TheCryptoDesk

Glassnode: Long-Term Bitcoin Holders Stay Steadfast Amid Market Volatility

Despite a choppy and flat market, Long-Term Bitcoin Holders (LTH) remain resilient, opting to continue accumulating Bitcoin (BTC) rather than selling, as revealed in the latest report by analytics firm Glassnode.

In contrast, Short-Term Holders (STH) have faced losses amid the market downturn, though some metrics indicate a possible overreaction.

Meanwhile, Bitcoin’s market dominance has been on the rise.

Prices Remain Flat, but Long-Term Holders Continue HODLing

Glassnode researchers noted a significant reduction in spending by LTHs, with their supply increasing at a rapid pace. The report highlights that “HODLing behavior is significantly outpacing spending behavior.”

Moreover, Long-Term Holders have been consistently locking in $138 million in daily profits. Analysts suggest that this LTH sell-side pressure indicates the amount of daily capital inflows required to absorb supply and maintain stable prices.

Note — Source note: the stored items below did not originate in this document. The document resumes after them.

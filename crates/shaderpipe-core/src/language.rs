//! Well-known language tags.
//!
//! Language tags are plain strings: tools may introduce new ones without
//! touching this crate. These constants only name the languages the built-in
//! tools exchange.

pub const HLSL: &str = "HLSL";
pub const GLSL: &str = "GLSL";
pub const SLANG: &str = "Slang";
pub const METAL: &str = "Metal";
pub const DXBC: &str = "DXBC";
pub const DXIL: &str = "DXIL";
pub const SPIRV: &str = "SPIR-V";

/// File extension conventionally used for source in the given language.
///
/// Some compilers infer the input language from the extension, so adapters
/// name their temp input files with it. Unknown languages get `tmp`.
pub fn file_extension(language: &str) -> &'static str {
    match language {
        HLSL => "hlsl",
        GLSL => "glsl",
        SLANG => "slang",
        METAL => "metal",
        DXBC => "dxbc",
        DXIL => "dxil",
        SPIRV => "spv",
        _ => "tmp",
    }
}

/// Language of a source file, guessed from its extension.
pub fn from_extension(extension: &str) -> Option<&'static str> {
    let lang = match extension.to_ascii_lowercase().as_str() {
        "hlsl" | "hlsli" | "fx" => HLSL,
        "glsl" | "vert" | "frag" | "comp" | "geom" | "tesc" | "tese" => GLSL,
        "slang" => SLANG,
        "metal" => METAL,
        "dxbc" | "cso" => DXBC,
        "dxil" => DXIL,
        "spv" | "spirv" => SPIRV,
        _ => return None,
    };
    Some(lang)
}

/// Whether artifacts in `language` are bytecode rather than source text.
pub fn is_binary(language: &str) -> bool {
    matches!(language, DXBC | DXIL | SPIRV)
}

#[cfg(test)]
mod tests {
    use super::*;

    #[test]
    fn test_known_extensions() {
        assert_eq!(file_extension(HLSL), "hlsl");
        assert_eq!(file_extension(SPIRV), "spv");
        assert_eq!(file_extension(SLANG), "slang");
    }

    #[test]
    fn test_unknown_language_falls_back() {
        assert_eq!(file_extension("WGSL"), "tmp");
    }

    #[test]
    fn test_from_extension() {
        assert_eq!(from_extension("frag"), Some(GLSL));
        assert_eq!(from_extension("HLSL"), Some(HLSL));
        assert_eq!(from_extension("cso"), Some(DXBC));
        assert_eq!(from_extension("txt"), None);
    }

    #[test]
    fn test_binary_languages() {
        assert!(is_binary(SPIRV));
        assert!(is_binary(DXIL));
        assert!(!is_binary(METAL));
    }
}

Despite the market’s volatility, prices have generally remained flat over the past few months, suggesting a form of equilibrium is being reached. The report also examined the Realized Profit/Loss Ratio, finding that while it has decreased from its peak, it remains elevated, indicating that long-term investors are reducing their profit-taking activities.

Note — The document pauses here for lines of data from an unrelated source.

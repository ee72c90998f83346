//! Declarative pipeline definition files.
//!
//! # Example TOML
//!
//! ```toml
//! [pipeline]
//! name = "hlsl-to-mali"
//! description = "Compile HLSL to SPIR-V with dxc and analyse it for Mali GPUs"
//! language = "HLSL"
//!
//! [[pipeline.steps]]
//! tool = "dxc"
//! arguments = { OutputLanguage = "SPIR-V", EntryPoint = "PSMain" }
//!
//! [[pipeline.steps]]
//! tool = "mali"
//! ```

use std::path::Path;

use serde::{Deserialize, Serialize};
use tracing::debug;

use crate::error::PipelineError;
use crate::pipeline::CompilationStep;

/// Top-level wrapper matching the TOML structure `[pipeline]`.
#[derive(Debug, Clone, Deserialize, Serialize)]
pub struct PipelineFile {
    pub pipeline: PipelineDefinition,
}

/// A named, reusable list of compilation steps.
#[derive(Debug, Clone, Deserialize, Serialize)]
pub struct PipelineDefinition {
    pub name: String,

    #[serde(default)]
    pub description: String,

    /// Language of the source the pipeline expects, if fixed.
    #[serde(default, skip_serializing_if = "Option::is_none")]
    pub language: Option<String>,

    pub steps: Vec<CompilationStep>,
}

// ---------------------------------------------------------------------------
// Parsing
// ---------------------------------------------------------------------------

impl PipelineFile {
    /// Parse a pipeline definition from a TOML string.
    pub fn from_toml(toml_str: &str) -> Result<Self, PipelineError> {
        toml::from_str(toml_str)
            .map_err(|e| PipelineError::InvalidDefinition(format!("TOML parse error: {}", e)))
    }

    /// Load a pipeline definition from a file path.
    pub fn from_file(path: &Path) -> Result<Self, PipelineError> {
        let content = std::fs::read_to_string(path).map_err(|e| {
            PipelineError::InvalidDefinition(format!("Failed to read {}: {}", path.display(), e))
        })?;
        let file = Self::from_toml(&content)?;
        debug!(
            path = %path.display(),
            name = %file.pipeline.name,
            steps = file.pipeline.steps.len(),
            "Loaded pipeline definition"
        );
        Ok(file)
    }

    /// Serialize back to TOML.
    pub fn to_toml(&self) -> Result<String, PipelineError> {
        toml::to_string_pretty(self)
            .map_err(|e| PipelineError::InvalidDefinition(format!("TOML serialize error: {}", e)))
    }
}

// ---------------------------------------------------------------------------
// Validation
// ---------------------------------------------------------------------------

impl PipelineDefinition {
    /// Structural checks that need no registry: a name, at least one step,
    /// and a tool name on every step.
    ///
    /// Tool existence and chaining are checked when the pipeline is planned.
    pub fn validate(&self) -> Result<(), PipelineError> {
        if self.name.trim().is_empty() {
            return Err(PipelineError::InvalidDefinition(
                "Pipeline name cannot be empty".into(),
            ));
        }

        if self.steps.is_empty() {
            return Err(PipelineError::InvalidDefinition(
                "Pipeline must have at least one step".into(),
            ));
        }

        for (index, step) in self.steps.iter().enumerate() {
            if step.tool.trim().is_empty() {
                return Err(PipelineError::InvalidDefinition(format!(
                    "Step {} has no tool",
                    index
                )));
            }
        }

        if let Some(ref language) = self.language
            && language.trim().is_empty()
        {
            return Err(PipelineError::InvalidDefinition(
                "Pipeline language cannot be empty".into(),
            ));
        }

        Ok(())
    }
}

The report further notes that the Long-Term Holder SOPR (Spent Output Profit Ratio) reveals an average profit margin of +75%, with LTH-SOPR remaining high, suggesting a cooling off in profit-taking behavior.

Short-Term Holders Face Challenges

The report also assessed the financial stress experienced by recent buyers and short-term holders. The STH-MVRV (Market Value to Realised Value) metric indicates that new investors are now holding an unrealized loss, while the STH-SOPR shows some realized loss-taking activity.

Glassnode argues that the market may be at a decision point, with prices just below the comfort zone for STHs. While brief periods of unrealized losses are common in bull markets, prolonged periods could trigger panic among investors and potentially lead to a more severe bearish trend.

The report suggests that new investors’ emotional responses, driven by significant unrealized profits or losses, can lead to overreactions, forming local and macro market tops or bottoms.

Bitcoin’s Dominance Increases as Ethereum’s Falls

Since November 2022, Bitcoin’s market dominance has surged from 38% to 56% of the total digital asset market. In contrast, Ethereum’s dominance has fallen by 1.5% and has remained relatively flat over the past two years.

Additionally, stablecoins and altcoins have experienced more significant declines in market share, with decreases of 9.9% and 5.9%, respectively. Glassnode also observed net positive capital inflows for Bitcoin, Ethereum, and stablecoins, indicating continued investor interest in these assets.